21 ottobre 2014


Il 2 novembre nel pomeriggio, in occasione dell’evento di apertura del Convegno triennale sull’emofilia organizzato da AICE, è previsto un intervento di Andrea Buzzi, Presidente di Fondazione Paracelso, che sarà centrato sul ruolo del paziente in un momento in cui la medicina sta subendo profondi mutamenti dettati dai cambiamenti in atto nella società.

“La relazione tra medicina e malattia in generale – ci spiega Andrea Buzzi – deve, alla luce del mutato quadro culturale, economico e sociale di questi ultimi anni, essere ripensata se si vuole offrire un servizio adeguato. Le restrizioni di bilancio, gli scandali, le incursioni politico-giudiziarie (il caso Stamina su tutti) o ancora il proliferare di canali informativi incontrollati (sul web si trova di tutto) devono oggi portare a una seria e profonda riflessione sulla medicina.

Anche la stessa EBM – Evidence Based Medicine, medicina basata su prove – vacilla. Logiche estranee alla produzione del sapere hanno trasformato gli studi clinici da metodo di indagine e convalida di ipotesi scientifiche a strumenti di marketing o di nuovi iter amministrativo-burocratici.

Anche l’orientamento verso terapie individualizzate ha portato sì a un’aumentata efficacia terapeutica con un successo clinico, senza però, in molti casi, a un incremento di salute (sperato o atteso), intesa secondo la ben nota definizione dell’OMS come stato di completo benessere fisico, psichico e sociale e non semplice assenza di malattia.

In questo quadro la malattia e i malati hanno l’occasione e la necessità di riflette e ripensarsi, cercando un nuovo ruolo, una nuova consapevolezza e un nuovo coinvolgimento nei percorsi clinico-sanitari.
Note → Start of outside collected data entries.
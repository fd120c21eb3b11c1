use once_cell::sync::Lazy;
use regex::Regex;

/// Sentence terminator followed by whitespace
static SENTENCE_BREAK: Lazy<Regex> = Lazy::new(|| Regex::new(r"[.!?]\s+").unwrap());

/// Split text into trimmed, non-empty sentences.
///
/// A sentence ends at `.`, `!` or `?` followed by whitespace; the terminator
/// stays with the sentence it closes.
pub fn split_sentences(text: &str) -> Vec<&str> {
    let mut sentences = Vec::new();
    let mut start = 0;

    for m in SENTENCE_BREAK.find_iter(text) {
        // Terminators are single-byte ASCII
        let end = m.start() + 1;
        push_trimmed(&mut sentences, &text[start..end]);
        start = m.end();
    }
    push_trimmed(&mut sentences, &text[start..]);

    sentences
}

fn push_trimmed<'a>(sentences: &mut Vec<&'a str>, piece: &'a str) {
    let piece = piece.trim();
    if !piece.is_empty() {
        sentences.push(piece);
    }
}

/// Whitespace-delimited words
pub fn split_words(text: &str) -> Vec<&str> {
    text.split_whitespace().collect()
}

/// Length in characters, not bytes
pub fn char_len(text: &str) -> usize {
    text.chars().count()
}

/// Whether a trimmed length lies strictly between `min` and `max`
pub fn length_within(text: &str, min: usize, max: usize) -> bool {
    let len = char_len(text);
    len > min && len < max
}

#[cfg(test)]
mod tests {
    use super::*;

    #[test]
    fn test_split_sentences() {
        let text = "First one. Second one!  Third one? Trailing";
        assert_eq!(
            split_sentences(text),
            vec!["First one.", "Second one!", "Third one?", "Trailing"]
        );
    }

    #[test]
    fn test_split_sentences_keeps_inline_punctuation() {
        let text = "Version 2.0 shipped. It was great...\nReally.";
        assert_eq!(
            split_sentences(text),
            vec!["Version 2.0 shipped.", "It was great...", "Really."]
        );
    }

    #[test]
    fn test_split_sentences_empty() {
        assert!(split_sentences("").is_empty());
        assert!(split_sentences("   \n ").is_empty());
    }

    #[test]
    fn test_length_within_is_exclusive() {
        assert!(!length_within("abc", 3, 10));
        assert!(length_within("abcd", 3, 10));
        assert!(!length_within("abcdefghij", 3, 10));
        // Multi-byte characters count once
        assert!(length_within("éééé", 3, 5));
    }
}
use std::path::PathBuf;

use thiserror::Error;

/// Failures that decide whether a stage halts or skips a record
#[derive(Debug, Error)]
pub enum PipelineError {
    /// A required upstream file is absent. Fatal for the stage.
    #[error("{stage}: required input {path:?} not found (run the earlier stages first)")]
    MissingInput { stage: &'static str, path: PathBuf },

    /// A single raw transcript could not be parsed. Logged and skipped.
    #[error("invalid transcript {path:?}: {reason}")]
    InvalidRecord { path: PathBuf, reason: String },
}

impl PipelineError {
    pub fn invalid(path: impl Into<PathBuf>, reason: impl Into<String>) -> Self {
        Self::InvalidRecord {
            path: path.into(),
            reason: reason.into(),
        }
    }
}
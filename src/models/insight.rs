use serde::{Deserialize, Serialize};

/// Configuration for insight sentence filtering
#[derive(Debug, Clone)]
pub struct InsightConfig {
    /// Sentences must be strictly longer than this (characters, trimmed)
    pub min_chars: usize,
    /// Sentences must be strictly shorter than this (characters, trimmed)
    pub max_chars: usize,
}

impl Default for InsightConfig {
    fn default() -> Self {
        Self {
            min_chars: 30,
            max_chars: 500,
        }
    }
}

/// A sentence flagged as advice, kept as a raw curation candidate
#[derive(Debug, Clone, PartialEq, Serialize, Deserialize)]
pub struct Insight {
    pub text: String,
    pub episode_id: String,
    pub guest: String,
    /// Label of the first advice phrase that matched
    pub signal: String,
}
// ---------------------------------------------------------------------------
// Postgres store
// ---------------------------------------------------------------------------

/// Idempotent schema bootstrap; safe to run before every pipeline
/// invocation, mirroring the per-script DDL of the upstream jobs.
const BOOTSTRAP_SQL: &str = r#"
create schema if not exists elt;
create schema if not exists raw;
create schema if not exists stg;
create schema if not exists core;

create table if not exists elt.run_lock (
  source     text primary key,
  locked_at  timestamptz not null default now()
);

create table if not exists elt.runs (
  run_id     bigserial primary key,
  source     text not null,
  started_at timestamptz not null default now()
);
create index if not exists idx_runs_source on elt.runs(source, run_id desc);

create table if not exists raw.pages (
  ingest_id      uuid primary key,
  run_id         bigint not null,
  source         text not null,
  page_no        int not null,
  http_status    int not null,
  request_params jsonb not null,
  payload        jsonb not null,
  fetched_at     timestamptz not null
);
create index if not exists idx_raw_pages_run on raw.pages(source, run_id, page_no);

create table if not exists stg.landing (
  source      text not null,
  run_id      bigint not null,
  source_key  text not null,
  record_hash text not null,
  payload     jsonb not null,
  page_no     int not null,
  fetch_seq   int not null,
  ingested_at timestamptz not null,
  primary key (source, run_id, page_no, fetch_seq)
);
create index if not exists idx_stg_landing_key on stg.landing(source, source_key);

create table if not exists stg.current (
  source          text not null,
  source_key      text not null,
  record_hash     text not null,
  first_seen_run  bigint not null,
  last_seen_run   bigint not null,
  removal_flagged boolean not null default false,
  primary key (source, source_key)
);

create table if not exists elt.run_delta (
  source         text not null,
  run_id         bigint not null,
  source_key     text not null,
  classification text not null,
  record_hash    text not null,
  primary key (source, run_id, source_key)
);

create table if not exists elt.promotions (
  source      text not null,
  run_id      bigint not null,
  promoted_at timestamptz not null default now(),
  primary key (source, run_id)
);

create table if not exists core.policy (
  id              uuid primary key,
  source_key      text not null unique,
  title           text not null,
  summary_raw     text,
  description_raw text,
  summary_ai      text,
  apply_type      text not null,
  apply_start     date,
  apply_end       date,
  supervising_org text,
  operating_org   text,
  apply_url       text,
  ref_url_1       text,
  ref_url_2       text,
  keywords        jsonb not null default '[]'::jsonb,
  regions         jsonb not null default '[]'::jsonb,
  views           bigint not null default 0,
  status          text not null,
  content_hash    text not null,
  payload         jsonb not null,
  created_at      timestamptz not null,
  updated_at      timestamptz not null
);
create index if not exists idx_policy_status on core.policy(status);

create table if not exists core.product (
  id                uuid primary key,
  kind              text not null,
  source_key        text not null,
  disclosure_month  text,
  name              text not null,
  company_code      text,
  company_name      text,
  join_way          text,
  join_member       text,
  special_condition text,
  etc_note          text,
  max_limit         double precision,
  content_hash      text not null,
  option_set_hash   text,
  options_count     bigint not null default 0,
  active            boolean not null default true,
  payload           jsonb not null,
  created_at        timestamptz not null,
  updated_at        timestamptz not null,
  unique (kind, source_key)
);
create index if not exists idx_product_company on core.product(company_name);

create table if not exists core.product_option (
  id              bigserial primary key,
  product_id      uuid not null references core.product(id) on delete cascade,
  save_term_months int,
  rate_type       text,
  rate_type_name  text,
  base_rate       double precision,
  max_rate        double precision,
  reserve_type    text,
  content_hash    text not null,
  payload         jsonb not null
);
create index if not exists idx_option_product on core.product_option(product_id);
"#;
/// Financial-products disclosure feed for one product kind. Each response
/// page carries both the base list and the option list; the base list
/// drives pagination.
pub struct FinlifeApi {
    client: ApiClient,
    base_url: String,
    auth_key: String,
    top_fin_grp_no: String,
    kind: ProductKind,
}

impl FinlifeApi {
    pub fn new(
        base_url: String,
        auth_key: String,
        top_fin_grp_no: String,
        kind: ProductKind,
        config: ApiClientConfig,
    ) -> anyhow::Result<Self> {
        Ok(Self {
            client: ApiClient::new(config)?,
            base_url,
            auth_key,
            top_fin_grp_no,
            kind,
        })
    }
}

#[async_trait]
impl PageFeed for FinlifeApi {
    fn source(&self) -> &'static str {
        PRODUCT_SOURCE
    }

    async fn fetch_page(&self, run_id: RunId, page_no: u32) -> Result<FetchedPage, FetchError> {
        let params = [
            ("auth", self.auth_key.clone()),
            ("topFinGrpNo", self.top_fin_grp_no.clone()),
            ("pageNo", page_no.to_string()),
        ];
        let fetched = self.client.get_json(run_id, &self.base_url, &params).await?;
        Ok(FetchedPage {
            page_no,
            http_status: fetched.http_status,
            request_params: json!({
                "topFinGrpNo": self.top_fin_grp_no,
                "pageNo": page_no,
                "productKind": self.kind.as_str(),
            }),
            payload: fetched.body,
        })
    }

    fn page_items(&self, payload: &Value) -> Vec<Value> {
        list_node(payload, &["baseList"])
    }

    fn paging_meta(&self, payload: &Value) -> PagingMeta {
        let result = result_node(payload);
        PagingMeta {
            page_no: json_u32(result, "now_page_no").unwrap_or(0),
            total_pages: json_u32(result, "max_page_no").unwrap_or(0),
            total_count: json_u64(result, "total_count").unwrap_or(0),
        }
    }
}

// ---------------------------------------------------------------------------
// Page explosion (raw -> staging records)
// ---------------------------------------------------------------------------

#[derive(Debug, Clone, PartialEq, Eq)]
pub struct SkippedItem {
    pub page_no: u32,
    pub reason: String,
}

/// Outcome of exploding a run's raw pages: parseable items become staging
/// records, the rest are reported rather than silently dropped.
#[derive(Debug, Clone, Default)]
pub struct ParseReport {
    pub records: Vec<StagingRecord>,
    pub skipped: Vec<SkippedItem>,
}

/// Composite key for product records so deposit and saving codes cannot
/// collide in the shared staging namespace.
pub fn product_source_key(kind: ProductKind, fin_prdt_cd: &str) -> String {
    format!("{}:{}", kind.as_str(), fin_prdt_cd)
}

fn page_kind(page: &RawPage) -> Option<ProductKind> {
    page.request_params
        .get("productKind")
        .and_then(Value::as_str)
        .and_then(ProductKind::parse)
}

pub fn explode_policy_pages(pages: &[RawPage]) -> ParseReport {
    let mut report = ParseReport::default();
    let mut fetch_seq = 0u32;

    for page in pages {
        let items = list_node(&page.payload, &["youthPolicyList", "items"]);
        for item in items {
            let seq = fetch_seq;
            fetch_seq += 1;
            match json_str(&item, "plcyNo") {
                Some(policy_no) => report.records.push(StagingRecord {
                    run_id: page.run_id,
                    source_key: policy_no,
                    record_hash: canonical_hash(&item, POLICY_HASH_DROP),
                    payload: item,
                    page_no: page.page_no,
                    fetch_seq: seq,
                    ingested_at: page.fetched_at,
                }),
                None => report.skipped.push(SkippedItem {
                    page_no: page.page_no,
                    reason: "missing plcyNo".to_string(),
                }),
            }
        }
    }
    report
}

fn explode_product_list(pages: &[RawPage], list_name: &str) -> ParseReport {
    let mut report = ParseReport::default();
    let mut fetch_seq = 0u32;

    for page in pages {
        let Some(kind) = page_kind(page) else {
            report.skipped.push(SkippedItem {
                page_no: page.page_no,
                reason: "page without productKind".to_string(),
            });
            continue;
        };
        let items = list_node(&page.payload, &[list_name]);
        for item in items {
            let seq = fetch_seq;
            fetch_seq += 1;
            match json_str(&item, "fin_prdt_cd") {
                Some(code) => report.records.push(StagingRecord {
                    run_id: page.run_id,
                    source_key: product_source_key(kind, &code),
                    record_hash: canonical_hash(&item, &[]),
                    payload: item,
                    page_no: page.page_no,
                    fetch_seq: seq,
                    ingested_at: page.fetched_at,
                }),
                None => report.skipped.push(SkippedItem {
                    page_no: page.page_no,
                    reason: format!("{list_name} item missing fin_prdt_cd"),
                }),
            }
        }
    }
    report
}

pub fn explode_product_base_pages(pages: &[RawPage]) -> ParseReport {
    explode_product_list(pages, "baseList")
}

/// Options are landed wholesale (several records may share one source key);
/// they are never reconciled, only read back by the promoter.
pub fn explode_product_option_pages(pages: &[RawPage]) -> ParseReport {
    explode_product_list(pages, "optionList")
}

// ---------------------------------------------------------------------------
// Normalization helpers
// ---------------------------------------------------------------------------

fn json_str(value: &Value, key: &str) -> Option<String> {
    let s = match value.get(key)? {
        Value::String(s) => s.trim().to_string(),
        Value::Number(n) => n.to_string(),
        _ => return None,
    };
    if s.is_empty() {
        None
    } else {
        Some(s)
    }
}

fn json_u32(value: &Value, key: &str) -> Option<u32> {
    json_i64(value, key).and_then(|n| u32::try_from(n).ok())
}

fn json_u64(value: &Value, key: &str) -> Option<u64> {
    json_i64(value, key).and_then(|n| u64::try_from(n).ok())
}

/// Upstreams are loose about number typing; accept both numbers and numeric
/// strings.
fn json_i64(value: &Value, key: &str) -> Option<i64> {
    match value.get(key)? {
        Value::Number(n) => n.as_i64(),
        Value::String(s) => s.trim().parse().ok(),
        _ => None,
    }
}

fn json_f64(value: &Value, key: &str) -> Option<f64> {
    match value.get(key)? {
        Value::Number(n) => n.as_f64(),
        Value::String(s) => s.trim().parse().ok(),
        _ => None,
    }
}

/// Literal "-" is the upstream's spelling of "no value".
pub fn dash_to_none(value: Option<String>) -> Option<String> {
    match value {
        Some(s) => {
            let trimmed = s.trim();
            if trimmed.is_empty() || trimmed == "-" {
                None
            } else {
                Some(trimmed.to_string())
            }
        }
        None => None,
    }
}

pub fn parse_compact_date(s: &str) -> Option<NaiveDate> {
    NaiveDate::parse_from_str(s.trim(), "%Y%m%d").ok()
}

/// Apply window format: `"20240823 ~ 20240913"`. Anything else yields an
/// open pair.
pub fn parse_apply_period(s: &str) -> (Option<NaiveDate>, Option<NaiveDate>) {
    let mut parts = s.splitn(2, '~');
    let (Some(start), Some(end)) = (parts.next(), parts.next()) else {
        return (None, None);
    };
    match (parse_compact_date(start), parse_compact_date(end)) {
        (Some(start), Some(end)) => (Some(start), Some(end)),
        _ => (None, None),
    }
}

/// Comma-separated code or name lists, e.g. `plcyKywdNm` and `zipCd`.
pub fn split_code_list(value: &Value, key: &str) -> Vec<String> {
    match value.get(key) {
        Some(Value::Array(items)) => items
            .iter()
            .filter_map(|v| v.as_str())
            .map(str::trim)
            .filter(|s| !s.is_empty())
            .map(str::to_string)
            .collect(),
        Some(Value::String(s)) => s
            .split(',')
            .map(str::trim)
            .filter(|t| !t.is_empty())
            .map(str::to_string)
            .collect(),
        _ => Vec::new(),
    }
}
Il punto naturalmente è evitare la degenerazione delle idee, la loro riduzione a formule cristallizzate in articoli di legge o a sigle che hanno il rischio di perdere la memoria del concetto originario.

Anche chi spinge per il coinvolgimento dei pazienti nelle fasi di stesura degli studi clinici, dimostrando in linea teorica la correttezza etica del coinvolgimento dei destinatari nelle sperimentazioni e nei trattamenti (che da oggetti si fanno soggetti consapevoli e informati), si prefigura una professionalizzazione del paziente – un territorio impervio e sconosciuto – andando paradossalmente in direzione contraria agli sforzi di ricondurre il paziente al centro della scena.

Per questo, il riequilibrio del sistema non può che basarsi su una rinnovata alleanza fra medico e paziente, portatore il primo di imprescindibili e complessi saperi tecnici, il secondo di istanze individuali di salute, attraverso un "physician empowerment" che richiami lo specialista nell’orbita del paziente, liberandolo da indebite ingerenze dei regolatori e dell’industria nelle scelte terapeutiche.

Serve dunque un medico che sappia ricongiungere il piano scientifico a quello umano, e un paziente formato, informato ed esperto”.